They meet with the AG at the hotel they’ll be living out of for the duration of the case, and the snuff film he shows them on a cell phone will lead them to unravel a twisted tale that revolves around murder, bullying, and blended families, thrusting them at the door of the governor’s mansion.

The cell phone belongs to the governor’s step-grandson, a troubled boy who denies knowledge of the apparent juvenile prank gone wrong. At least that’s what Beaumont and Soams are led to believe–until there’s a second death, and as the bodies pile up, it’s obvious there are deeper implications and layers of corruption with multiple perpetrators, who just might be minors.

The horrific case changes from being a part of Beaumont’s job to a more personal quest when he identifies with one of the dead young men. An interesting subplot concerning Beaumont’s own family roots is handled well, never detracting from the forward thrust of the investigation.

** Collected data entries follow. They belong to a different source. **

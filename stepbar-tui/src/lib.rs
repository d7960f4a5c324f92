//! Animated terminal presentation for [`stepbar`] toolbars.

pub mod animation;
pub mod buffer;
pub mod color;
pub mod control;
pub mod event;
pub mod glyphs;
pub mod hit;
pub mod presence;
pub mod rect;
pub mod render;
pub mod spring;
pub mod terminal;
pub mod text;
pub mod view;

pub use animation::{AnimationHandle, Animator, SpringAnimator};
pub use buffer::{Buffer, Cell};
pub use color::Rgb;
pub use control::ControlRotation;
pub use event::{Input, Key, convert_event};
pub use glyphs::MaterialGlyphs;
pub use hit::{HitMap, Target};
pub use presence::{BatchFrame, BatchTransitions, Phase};
pub use rect::Rect;
pub use render::{RenderTheme, render_toolbar};
pub use spring::{Spring, SpringConfig};
pub use terminal::Terminal;
pub use view::{ControlFrame, ToolbarFrame, ToolbarView};
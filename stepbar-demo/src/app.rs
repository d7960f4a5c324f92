//! Event loop: terminal input, animation ticks and redraws.

use std::cell::RefCell;
use std::io;
use std::rc::Rc;
use std::time::Instant;

use crossterm::event::EventStream;
use futures::StreamExt;
use log::{debug, info, trace};
use stepbar::Toolbar;
use stepbar_tui::{
    Cell, HitMap, Input, Key, MaterialGlyphs, RenderTheme, Rgb, Terminal, ToolbarView, convert_event,
    render_toolbar,
};
use tokio::time::{Duration, MissedTickBehavior};

use crate::cli::CliArgs;
use crate::error::DemoError;

const TITLE: &str = "stepbar";
const HELP: &str = "click an icon · click the arrow to expand or collapse · q quit";
const LEFT: u16 = 2;

pub async fn run(args: CliArgs) -> Result<(), DemoError> {
    let config = args.config()?;
    let icons = args.load_icons()?;
    info!(
        "Starting with {} icons, batch size {}, icon width {}",
        icons.len(),
        config.batch_size,
        config.icon_width
    );

    let status: Rc<RefCell<Option<String>>> = Rc::new(RefCell::new(None));
    let sink = Rc::clone(&status);
    let toolbar = Toolbar::new(icons, config)
        .with_grip(args.grip)
        .on_icon_clicked(move |action| {
            *sink.borrow_mut() = Some(format!("{action} was clicked!"));
        });

    let mut view = ToolbarView::new(toolbar);
    view.animator_mut().set_reduced_motion(args.reduced_motion);

    let theme = RenderTheme::default();
    let mut terminal = Terminal::new()?;
    let mut events = EventStream::new();

    let frame_duration = Duration::from_secs_f64(1.0 / f64::from(args.fps.max(1)));
    let mut animation_interval = tokio::time::interval(frame_duration);
    animation_interval.set_missed_tick_behavior(MissedTickBehavior::Skip);
    let mut last_tick = Instant::now();

    let mut hits = draw(&mut terminal, &view, &theme, status.borrow().as_deref())?;

    loop {
        let animating = view.is_animating();

        tokio::select! {
            maybe_event = events.next() => {
                let Some(event) = maybe_event else {
                    debug!("Event stream closed");
                    break;
                };
                let Some(input) = convert_event(event?) else {
                    continue;
                };
                trace!("Input: {:?}", input);

                match input {
                    Input::Key(Key::Char('q') | Key::Escape) => break,
                    Input::Click { x, y } => {
                        if let Some(target) = hits.hit_test(x, y).cloned() {
                            view.handle(&target);
                        }
                    }
                    Input::Resize { width, height } => {
                        debug!("Terminal resized to {}x{}", width, height);
                    }
                    Input::FocusGained | Input::FocusLost | Input::Key(_) => continue,
                }

                // Animations starting now measure their first frame from here.
                if !animating {
                    last_tick = Instant::now();
                }
            }

            _ = animation_interval.tick(), if animating => {
                let now = Instant::now();
                view.tick(now.duration_since(last_tick));
                last_tick = now;
            }
        }

        hits = draw(&mut terminal, &view, &theme, status.borrow().as_deref())?;
    }

    info!("Exiting");
    Ok(())
}

fn draw(
    terminal: &mut Terminal,
    view: &ToolbarView,
    theme: &RenderTheme,
    status: Option<&str>,
) -> io::Result<HitMap> {
    let frame = view.frame();
    terminal.draw(|buf| {
        let black = Rgb::default();
        for (col, ch) in (LEFT..).zip(TITLE.chars()) {
            buf.set(col, 1, Cell::new(ch).with_fg(theme.control).with_bg(black).with_bold(true));
        }
        buf.put_str(LEFT, 2, HELP, theme.grip, black);

        let hits = render_toolbar(&frame, &MaterialGlyphs, LEFT, 4, theme, buf);

        if let Some(status) = status {
            buf.put_str(LEFT, 6, status, theme.icon, black);
        }
        hits
    })
}
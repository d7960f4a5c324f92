//! Toolbar configuration.

use serde::{Deserialize, Serialize};

use crate::error::ConfigError;

/// Icons per batch when nothing else is configured.
pub const DEFAULT_BATCH_SIZE: usize = 3;

/// Width of a single icon, in pixels.
pub const DEFAULT_ICON_WIDTH: u16 = 35;

/// Sizing of the toolbar's batches.
#[derive(Debug, Clone, Copy, PartialEq, Eq, Serialize, Deserialize)]
#[serde(default)]
pub struct ToolbarConfig {
    /// Number of icons revealed per expand.
    pub batch_size: usize,

    /// Width of one icon. A batch opens to `items * icon_width`.
    pub icon_width: u16,
}

impl Default for ToolbarConfig {
    fn default() -> Self {
        Self {
            batch_size: DEFAULT_BATCH_SIZE,
            icon_width: DEFAULT_ICON_WIDTH,
        }
    }
}

impl ToolbarConfig {
    /// Create a validated config.
    pub fn new(batch_size: usize, icon_width: u16) -> Result<Self, ConfigError> {
        Self {
            batch_size,
            icon_width,
        }
        .validate()
    }

    /// Set the batch size.
    pub fn batch_size(mut self, batch_size: usize) -> Self {
        self.batch_size = batch_size;
        self
    }

    /// Set the icon width.
    pub fn icon_width(mut self, icon_width: u16) -> Self {
        self.icon_width = icon_width;
        self
    }

    /// Raise zero sizes to 1.
    pub fn clamped(self) -> Self {
        Self {
            batch_size: self.batch_size.max(1),
            icon_width: self.icon_width.max(1),
        }
    }

    /// Check that both sizes are non-zero.
    pub fn validate(self) -> Result<Self, ConfigError> {
        if self.batch_size == 0 {
            return Err(ConfigError::ZeroBatchSize);
        }
        if self.icon_width == 0 {
            return Err(ConfigError::ZeroIconWidth);
        }
        Ok(self)
    }
}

Jance’s characters feel authentic and her plot twists will grab your attention as she illustrates how dogged police work puts the pieces of a puzzle together and lead to a satisfying conclusion. The next in this series is titled Judgement Call. Jance is also the author of the Joanna Brady series, the Ali Reynolds series, and four Walker family thrillers.

 

Next up is Katherine Hall Page’s Faith Fairchild mystery, The Body in the Gazebo, the Agatha Award winner’s nineteenth in the series. Having a caterer and ‘foodie’ as a protagonist leads to the hallmark of the series: the inclusion at the end of the book of many of the recipes caterer Faith Fairchild mentions or uses during the course of the story. She also has a gift for weaving in historical details of the northeast.

Faith’s best friend, Pix Miller, is out of town at pre-wedding festivities, meeting her son’s soon-to-be in-laws. When Faith agrees to keep an eye on Pix’s mother, Ursula Rowe, it’s a gesture of born of friendship and genuine liking for the older woman, home recovering from a bout of pneumonia.

But Ursula’s recuperation is hampered by a story she feels she must confide to Faith: a secret tale of long-ago intrigue and murder that dates back to the Great Depression. It will take her days to tell Faith the story due to her weakened condition and the emotions attached to it. Faith hadn’t known until this time that Ursula once had an older brother; a brother who was brutally murdered, with an innocent man accused of his death.

As Faith becomes embroiled in the story, told often with flashbacks to the period from Ursula’s memory, she’s also trying to keep her children cared for competently and her business going, even as she worries about her assistant, newly-pregnant Niki Theodopolous.

Then Faith’s husband, Reverend Thomas Fairchild, is accused of embezzling from his church’s discretionary fund, and Faith swings into action to unravel all the mysteries affecting those she loves, putting herself squarely in danger in the process.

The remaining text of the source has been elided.